Your objective: Using the records that follow, tally the lines containing the word "dumpLayout" and state only the count.

Provided records:
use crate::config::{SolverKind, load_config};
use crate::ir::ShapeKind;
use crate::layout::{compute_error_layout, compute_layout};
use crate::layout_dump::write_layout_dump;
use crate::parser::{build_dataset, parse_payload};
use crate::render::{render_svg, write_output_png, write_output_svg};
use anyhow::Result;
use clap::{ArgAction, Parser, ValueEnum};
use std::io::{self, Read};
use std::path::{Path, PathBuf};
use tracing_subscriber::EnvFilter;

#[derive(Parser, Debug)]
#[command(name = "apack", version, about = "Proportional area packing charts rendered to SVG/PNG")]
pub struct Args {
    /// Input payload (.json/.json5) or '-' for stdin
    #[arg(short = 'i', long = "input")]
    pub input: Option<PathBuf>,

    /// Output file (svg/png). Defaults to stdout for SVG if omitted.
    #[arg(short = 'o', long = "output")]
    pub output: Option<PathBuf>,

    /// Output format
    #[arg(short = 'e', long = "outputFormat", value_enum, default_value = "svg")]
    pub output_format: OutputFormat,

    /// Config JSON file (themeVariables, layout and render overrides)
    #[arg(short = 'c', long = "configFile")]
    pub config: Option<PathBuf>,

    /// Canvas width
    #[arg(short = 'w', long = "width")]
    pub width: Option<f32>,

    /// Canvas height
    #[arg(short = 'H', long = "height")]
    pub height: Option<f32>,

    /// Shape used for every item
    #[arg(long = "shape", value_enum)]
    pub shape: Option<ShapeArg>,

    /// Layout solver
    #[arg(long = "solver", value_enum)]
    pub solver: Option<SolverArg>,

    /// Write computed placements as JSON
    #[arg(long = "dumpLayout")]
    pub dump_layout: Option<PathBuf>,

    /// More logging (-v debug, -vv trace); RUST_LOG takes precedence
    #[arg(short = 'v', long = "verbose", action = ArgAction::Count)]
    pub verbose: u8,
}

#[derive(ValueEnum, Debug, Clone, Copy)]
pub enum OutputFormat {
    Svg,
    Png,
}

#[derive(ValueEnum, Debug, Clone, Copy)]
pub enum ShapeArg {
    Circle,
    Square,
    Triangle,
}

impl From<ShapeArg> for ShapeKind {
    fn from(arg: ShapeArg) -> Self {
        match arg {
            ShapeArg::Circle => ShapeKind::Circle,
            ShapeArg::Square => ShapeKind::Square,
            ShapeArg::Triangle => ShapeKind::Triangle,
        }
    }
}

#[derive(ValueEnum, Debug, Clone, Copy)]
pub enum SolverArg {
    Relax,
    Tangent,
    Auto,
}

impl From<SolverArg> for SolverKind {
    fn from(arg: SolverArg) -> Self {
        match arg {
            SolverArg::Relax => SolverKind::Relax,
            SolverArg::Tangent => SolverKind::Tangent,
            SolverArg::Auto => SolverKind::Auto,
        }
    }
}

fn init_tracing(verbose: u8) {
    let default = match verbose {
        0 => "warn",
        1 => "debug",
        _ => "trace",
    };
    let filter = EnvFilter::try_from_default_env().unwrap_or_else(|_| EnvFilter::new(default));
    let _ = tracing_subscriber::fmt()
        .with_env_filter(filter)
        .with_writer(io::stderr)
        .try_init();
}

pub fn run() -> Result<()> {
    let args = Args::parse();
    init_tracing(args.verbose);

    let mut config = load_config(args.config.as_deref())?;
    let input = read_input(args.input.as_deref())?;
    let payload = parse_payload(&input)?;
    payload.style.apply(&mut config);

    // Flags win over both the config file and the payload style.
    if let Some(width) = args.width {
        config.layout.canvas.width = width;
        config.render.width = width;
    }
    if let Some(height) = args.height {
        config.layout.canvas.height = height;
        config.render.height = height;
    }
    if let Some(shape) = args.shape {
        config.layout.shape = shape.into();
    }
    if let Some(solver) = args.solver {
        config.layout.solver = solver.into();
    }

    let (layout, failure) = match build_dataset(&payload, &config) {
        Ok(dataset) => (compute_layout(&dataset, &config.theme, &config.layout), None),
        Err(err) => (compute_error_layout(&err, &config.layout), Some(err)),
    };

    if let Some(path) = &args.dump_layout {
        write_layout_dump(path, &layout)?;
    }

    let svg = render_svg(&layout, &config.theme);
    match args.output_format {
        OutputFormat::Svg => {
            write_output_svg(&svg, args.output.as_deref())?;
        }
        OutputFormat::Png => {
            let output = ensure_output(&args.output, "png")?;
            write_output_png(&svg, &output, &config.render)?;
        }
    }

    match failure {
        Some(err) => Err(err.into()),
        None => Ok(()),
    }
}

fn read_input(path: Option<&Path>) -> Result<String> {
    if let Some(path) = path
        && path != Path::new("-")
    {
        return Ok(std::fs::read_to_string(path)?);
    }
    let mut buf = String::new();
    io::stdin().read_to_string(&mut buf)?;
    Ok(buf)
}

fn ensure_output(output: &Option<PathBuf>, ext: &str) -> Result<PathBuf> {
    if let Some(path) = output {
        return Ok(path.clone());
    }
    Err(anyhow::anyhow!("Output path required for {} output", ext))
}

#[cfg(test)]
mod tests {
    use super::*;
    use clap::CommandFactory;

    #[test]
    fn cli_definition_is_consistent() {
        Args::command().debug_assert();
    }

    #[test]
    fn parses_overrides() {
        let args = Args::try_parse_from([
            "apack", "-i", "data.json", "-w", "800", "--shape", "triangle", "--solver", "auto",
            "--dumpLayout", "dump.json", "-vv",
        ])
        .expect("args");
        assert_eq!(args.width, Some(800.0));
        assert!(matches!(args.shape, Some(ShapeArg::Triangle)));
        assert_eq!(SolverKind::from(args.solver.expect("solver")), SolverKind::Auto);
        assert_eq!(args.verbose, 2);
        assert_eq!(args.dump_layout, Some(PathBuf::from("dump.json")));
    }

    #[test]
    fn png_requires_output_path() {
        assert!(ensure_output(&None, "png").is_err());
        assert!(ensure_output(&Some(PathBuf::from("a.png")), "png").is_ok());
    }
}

---

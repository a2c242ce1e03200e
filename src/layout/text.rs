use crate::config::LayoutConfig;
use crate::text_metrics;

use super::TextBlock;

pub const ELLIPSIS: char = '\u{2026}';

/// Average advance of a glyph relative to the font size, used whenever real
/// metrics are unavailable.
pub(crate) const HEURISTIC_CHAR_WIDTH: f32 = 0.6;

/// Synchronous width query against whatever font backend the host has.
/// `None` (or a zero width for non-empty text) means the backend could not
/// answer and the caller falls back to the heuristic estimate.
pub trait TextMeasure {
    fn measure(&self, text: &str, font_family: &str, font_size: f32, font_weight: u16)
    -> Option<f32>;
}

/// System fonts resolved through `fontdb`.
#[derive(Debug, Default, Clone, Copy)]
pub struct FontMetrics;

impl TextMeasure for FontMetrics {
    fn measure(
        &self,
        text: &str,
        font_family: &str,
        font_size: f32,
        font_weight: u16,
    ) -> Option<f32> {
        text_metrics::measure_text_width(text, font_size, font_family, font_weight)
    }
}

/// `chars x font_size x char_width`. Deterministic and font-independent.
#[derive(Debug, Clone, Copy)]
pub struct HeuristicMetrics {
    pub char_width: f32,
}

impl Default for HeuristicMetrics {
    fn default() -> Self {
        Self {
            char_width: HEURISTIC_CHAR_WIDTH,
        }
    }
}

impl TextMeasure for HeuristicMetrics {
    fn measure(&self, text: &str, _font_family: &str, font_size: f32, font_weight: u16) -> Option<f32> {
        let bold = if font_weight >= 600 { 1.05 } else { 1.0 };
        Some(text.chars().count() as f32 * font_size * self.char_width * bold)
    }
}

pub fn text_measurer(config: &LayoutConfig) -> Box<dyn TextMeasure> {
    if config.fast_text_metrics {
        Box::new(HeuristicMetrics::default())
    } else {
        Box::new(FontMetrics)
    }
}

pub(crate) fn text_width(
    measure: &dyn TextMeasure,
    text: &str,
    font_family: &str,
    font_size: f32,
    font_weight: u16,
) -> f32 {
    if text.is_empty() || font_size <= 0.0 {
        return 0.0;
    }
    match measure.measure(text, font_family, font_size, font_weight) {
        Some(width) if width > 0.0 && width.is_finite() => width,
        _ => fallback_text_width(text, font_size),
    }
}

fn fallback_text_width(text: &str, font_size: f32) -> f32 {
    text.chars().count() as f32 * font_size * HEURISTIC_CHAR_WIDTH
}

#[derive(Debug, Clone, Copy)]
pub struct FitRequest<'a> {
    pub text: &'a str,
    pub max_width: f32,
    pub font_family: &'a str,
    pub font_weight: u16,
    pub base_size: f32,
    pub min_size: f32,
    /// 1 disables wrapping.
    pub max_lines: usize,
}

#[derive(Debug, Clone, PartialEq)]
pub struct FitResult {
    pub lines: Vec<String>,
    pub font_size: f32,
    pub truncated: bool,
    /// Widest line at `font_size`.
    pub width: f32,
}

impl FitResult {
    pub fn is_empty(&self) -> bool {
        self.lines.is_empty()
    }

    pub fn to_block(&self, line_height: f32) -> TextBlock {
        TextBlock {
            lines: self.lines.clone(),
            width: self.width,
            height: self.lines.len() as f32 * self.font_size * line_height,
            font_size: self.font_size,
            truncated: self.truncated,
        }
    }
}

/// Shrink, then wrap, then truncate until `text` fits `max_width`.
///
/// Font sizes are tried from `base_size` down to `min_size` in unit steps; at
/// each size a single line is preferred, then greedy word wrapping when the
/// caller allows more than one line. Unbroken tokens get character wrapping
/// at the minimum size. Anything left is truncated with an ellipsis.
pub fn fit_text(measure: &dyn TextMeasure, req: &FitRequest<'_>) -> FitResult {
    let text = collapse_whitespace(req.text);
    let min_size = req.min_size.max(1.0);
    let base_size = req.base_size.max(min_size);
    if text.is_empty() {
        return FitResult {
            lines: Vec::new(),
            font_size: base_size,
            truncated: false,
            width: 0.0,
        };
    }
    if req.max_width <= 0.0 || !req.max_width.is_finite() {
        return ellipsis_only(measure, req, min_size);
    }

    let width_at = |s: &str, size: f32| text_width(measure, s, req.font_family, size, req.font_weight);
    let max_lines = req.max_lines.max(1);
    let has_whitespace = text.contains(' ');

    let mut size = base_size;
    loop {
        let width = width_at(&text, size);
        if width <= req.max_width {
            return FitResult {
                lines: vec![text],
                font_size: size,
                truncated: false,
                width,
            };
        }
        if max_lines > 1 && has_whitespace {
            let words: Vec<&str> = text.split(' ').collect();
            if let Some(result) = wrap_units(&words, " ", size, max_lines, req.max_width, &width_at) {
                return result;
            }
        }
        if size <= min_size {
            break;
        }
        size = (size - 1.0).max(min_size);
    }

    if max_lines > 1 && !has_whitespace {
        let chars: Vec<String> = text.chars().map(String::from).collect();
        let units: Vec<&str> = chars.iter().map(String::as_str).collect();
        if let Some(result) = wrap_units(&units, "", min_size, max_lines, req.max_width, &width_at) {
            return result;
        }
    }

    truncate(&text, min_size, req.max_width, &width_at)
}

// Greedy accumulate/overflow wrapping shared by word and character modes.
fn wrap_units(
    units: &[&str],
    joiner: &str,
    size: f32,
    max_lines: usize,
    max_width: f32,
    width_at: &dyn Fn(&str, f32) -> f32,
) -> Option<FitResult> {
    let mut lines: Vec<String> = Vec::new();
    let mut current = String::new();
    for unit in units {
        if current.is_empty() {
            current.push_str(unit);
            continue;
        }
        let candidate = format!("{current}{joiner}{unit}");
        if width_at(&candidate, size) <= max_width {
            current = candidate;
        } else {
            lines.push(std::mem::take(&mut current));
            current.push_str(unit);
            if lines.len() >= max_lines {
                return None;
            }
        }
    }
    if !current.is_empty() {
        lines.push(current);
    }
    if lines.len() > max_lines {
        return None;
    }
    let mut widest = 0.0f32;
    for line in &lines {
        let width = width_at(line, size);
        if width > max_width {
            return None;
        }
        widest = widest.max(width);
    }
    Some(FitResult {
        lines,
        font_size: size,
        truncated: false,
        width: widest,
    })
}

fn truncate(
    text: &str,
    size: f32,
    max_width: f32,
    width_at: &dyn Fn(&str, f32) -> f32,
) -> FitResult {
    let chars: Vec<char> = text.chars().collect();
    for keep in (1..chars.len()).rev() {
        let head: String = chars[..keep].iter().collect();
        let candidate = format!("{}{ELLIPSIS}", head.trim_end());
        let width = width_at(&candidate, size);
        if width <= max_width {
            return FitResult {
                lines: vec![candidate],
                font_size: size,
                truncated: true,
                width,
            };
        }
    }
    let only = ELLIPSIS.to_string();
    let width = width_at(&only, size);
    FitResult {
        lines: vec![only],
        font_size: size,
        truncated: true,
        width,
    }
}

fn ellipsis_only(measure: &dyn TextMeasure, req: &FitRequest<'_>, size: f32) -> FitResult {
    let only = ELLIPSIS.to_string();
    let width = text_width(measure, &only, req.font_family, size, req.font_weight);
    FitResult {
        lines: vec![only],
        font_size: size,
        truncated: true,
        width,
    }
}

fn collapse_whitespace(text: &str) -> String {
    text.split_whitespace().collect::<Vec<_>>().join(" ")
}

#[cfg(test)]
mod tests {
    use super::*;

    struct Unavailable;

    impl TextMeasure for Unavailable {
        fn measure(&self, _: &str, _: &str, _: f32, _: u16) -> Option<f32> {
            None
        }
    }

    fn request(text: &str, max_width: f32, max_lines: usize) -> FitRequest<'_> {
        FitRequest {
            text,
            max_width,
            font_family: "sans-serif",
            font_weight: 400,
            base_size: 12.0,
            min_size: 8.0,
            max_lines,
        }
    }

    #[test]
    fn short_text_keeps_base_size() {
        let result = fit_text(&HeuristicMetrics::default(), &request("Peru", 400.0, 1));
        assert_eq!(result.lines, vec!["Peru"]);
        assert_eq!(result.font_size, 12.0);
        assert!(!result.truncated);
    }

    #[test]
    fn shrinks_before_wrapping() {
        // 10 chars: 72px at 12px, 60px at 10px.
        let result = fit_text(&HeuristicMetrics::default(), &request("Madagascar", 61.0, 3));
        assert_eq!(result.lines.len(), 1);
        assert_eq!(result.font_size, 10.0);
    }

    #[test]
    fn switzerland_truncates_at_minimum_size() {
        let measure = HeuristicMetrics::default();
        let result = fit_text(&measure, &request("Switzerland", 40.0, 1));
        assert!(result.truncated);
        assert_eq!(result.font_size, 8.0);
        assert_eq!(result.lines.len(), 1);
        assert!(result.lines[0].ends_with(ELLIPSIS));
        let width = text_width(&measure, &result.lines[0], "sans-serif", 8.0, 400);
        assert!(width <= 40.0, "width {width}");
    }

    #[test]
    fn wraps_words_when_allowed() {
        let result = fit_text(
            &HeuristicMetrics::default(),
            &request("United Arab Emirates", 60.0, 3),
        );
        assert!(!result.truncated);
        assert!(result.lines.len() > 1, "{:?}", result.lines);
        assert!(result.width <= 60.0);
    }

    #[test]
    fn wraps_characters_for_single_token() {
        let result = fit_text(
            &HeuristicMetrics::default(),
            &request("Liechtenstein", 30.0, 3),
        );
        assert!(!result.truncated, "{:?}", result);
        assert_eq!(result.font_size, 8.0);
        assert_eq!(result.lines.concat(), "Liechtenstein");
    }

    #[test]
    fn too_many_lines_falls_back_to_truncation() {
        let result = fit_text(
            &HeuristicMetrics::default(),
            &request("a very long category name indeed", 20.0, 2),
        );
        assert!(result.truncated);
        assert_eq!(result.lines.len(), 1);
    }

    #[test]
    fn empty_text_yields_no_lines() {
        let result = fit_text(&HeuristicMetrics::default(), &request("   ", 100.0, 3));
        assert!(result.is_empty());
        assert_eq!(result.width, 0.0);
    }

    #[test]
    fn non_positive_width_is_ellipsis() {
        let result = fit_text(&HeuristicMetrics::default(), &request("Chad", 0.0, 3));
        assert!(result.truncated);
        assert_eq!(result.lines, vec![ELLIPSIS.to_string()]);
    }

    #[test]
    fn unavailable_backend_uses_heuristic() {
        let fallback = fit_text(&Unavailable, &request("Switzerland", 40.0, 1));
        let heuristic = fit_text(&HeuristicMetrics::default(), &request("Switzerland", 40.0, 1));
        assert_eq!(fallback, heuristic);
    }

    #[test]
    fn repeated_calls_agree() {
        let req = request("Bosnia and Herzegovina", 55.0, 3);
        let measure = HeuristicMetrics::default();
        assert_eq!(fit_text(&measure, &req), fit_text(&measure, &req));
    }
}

Answer to the problem: 2